### Required action
Among the records below, which lines contain the string "main"? Report them.

(Dataset entries)
---+---
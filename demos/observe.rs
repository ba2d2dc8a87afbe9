//! # Example: observe
//!
//! Mounts a `math` module, observes `add` in both pull and push mode, then
//! unsubscribes and shows the original handler is back in its slot.
//!
//! ## Flow
//! ```text
//! register_module("math", {add, div})
//!     ├─► observe("add").listen()        (pull: Listener)
//!     ├─► observe("add").subscribe_fn()  (push: closure)
//!     ├─► call("add", [2, 3])  ──► both subscribers see 5
//!     ├─► call("div", [1, 0])  ──► error to the caller, nothing published
//!     └─► unsubscribe both     ──► original `add` restored
//! ```
//!
//! ## Run
//! ```bash
//! RUST_LOG=modrain=debug cargo run --example observe
//! ```

use std::sync::Arc;

use modrain::{Args, HandlerError, HandlerFn, HandlerRef, LogWriter, Registry, RegistryConfig, Subscribe};
use serde_json::json;

fn add() -> HandlerRef {
    HandlerFn::arc(|args: Args| async move {
        Ok::<_, HandlerError>(json!(args.arg::<i64>(0)? + args.arg::<i64>(1)?))
    })
}

fn div() -> HandlerRef {
    HandlerFn::arc(|args: Args| async move {
        let (a, b): (i64, i64) = (args.arg(0)?, args.arg(1)?);
        if b == 0 {
            return Err(HandlerError::failed("division by zero"));
        }
        Ok::<_, HandlerError>(json!(a / b))
    })
}

#[tokio::main(flavor = "current_thread")]
async fn main() -> Result<(), Box<dyn std::error::Error>> {
    tracing_subscriber::fmt()
        .with_env_filter(tracing_subscriber::EnvFilter::from_default_env())
        .init();

    let subs: Vec<Arc<dyn Subscribe>> = vec![Arc::new(LogWriter::new())];
    let registry = Registry::builder(RegistryConfig::default())
        .with_subscribers(subs)
        .build();

    let module = registry.register_module("math", [("add", add()), ("div", div())])?;
    let math = registry.require("math")?;

    let observable = math.observe("add")?;
    let mut listener = observable.listen()?;
    let pushed = observable.subscribe_fn(|v| println!("[push] add -> {v}"))?;

    let sum = math.call("add", json!([2, 3])).await?;
    println!("[call] add(2, 3) = {sum}");
    println!("[pull] add -> {:?}", listener.recv().await);

    match math.call("div", json!([1, 0])).await {
        Ok(v) => println!("[call] div(1, 0) = {v}"),
        Err(e) => println!("[call] div(1, 0) failed: {e}"),
    }

    listener.unsubscribe();
    pushed.unsubscribe();

    let restored = match (math.handler("add"), module.handler("add")) {
        (Some(slot), Some(original)) => Arc::ptr_eq(&slot, &original),
        _ => false,
    };
    println!("observed={} original restored={restored}", math.is_observed("add"));

    // let the log subscriber drain
    tokio::task::yield_now().await;
    Ok(())
}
---+---
### Result below
#[tokio::main(flavor = "current_thread")]
async fn main() -> Result<(), Box<dyn std::error::Error>> {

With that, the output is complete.